Electronic health records (EHRs) have become invaluable collections of information used by a diverse group ranging from government agencies and disease researchers to marketing firms and for-profit data brokers. Government and for-profit businesses have long collected, parsed, and used collective patient data to track the path of chronic conditions and contagious diseases, follow the success rates of new and old treatments, develop new cures, and improve the quality of providers' services. But because today's electronic records are easily shareable -- and hackable -- and have different rules depending on state and organization, some patients fear they have little to no control over the information that tracks their very personal health information.

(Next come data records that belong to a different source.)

//
// Copyright (C) 2023 Ariel Abreu
//
// This Source Code Form is subject to the terms of the Mozilla Public
// License, v. 2.0. If a copy of the MPL was not distributed with this
// file, You can obtain one at http://mozilla.org/MPL/2.0/.
//

pub mod ast;
pub mod codegen;
mod error;
pub mod label;
pub mod lexer;
pub mod parser;

pub use error::*;

use tracing::debug;

/// Assembles `source` into a flat bytecode image that starts executing at
/// offset 0.
pub fn assemble(source: &str) -> Result<Vec<u8>, AssemblyError> {
	let ast = parser::parse(source)?;
	let bytecode = codegen::generate(&ast)?;
	debug!(bytes = bytecode.len(), "assembled");
	Ok(bytecode)
}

"It's like we have a vacation home, and we've given out keys to 50 different people, and they all show up at the same time," says Chris Zannetos, CEO and founder of security developer Courion, which counts healthcare organizations as about one-third of its customers. In other words, as patients we want our data to be shared when needed, but then we're surprised at how quickly we lose control of how it's shared.
Consumers don't "own" their health records any more than they own the vast troves of data that retailers, financial institutions, and government agencies collect about them, says Dr. Josh Landy, a physician and co-founder of Figure 1, a text-messaging app for healthcare professionals. Instead of ownership, healthcare professionals and patients should discuss electronic patient data in terms of "stewardship," he says. Although the creator of the record -- such as a hospital or physician's practice -- controls the record and data, patient data has multiple stewards.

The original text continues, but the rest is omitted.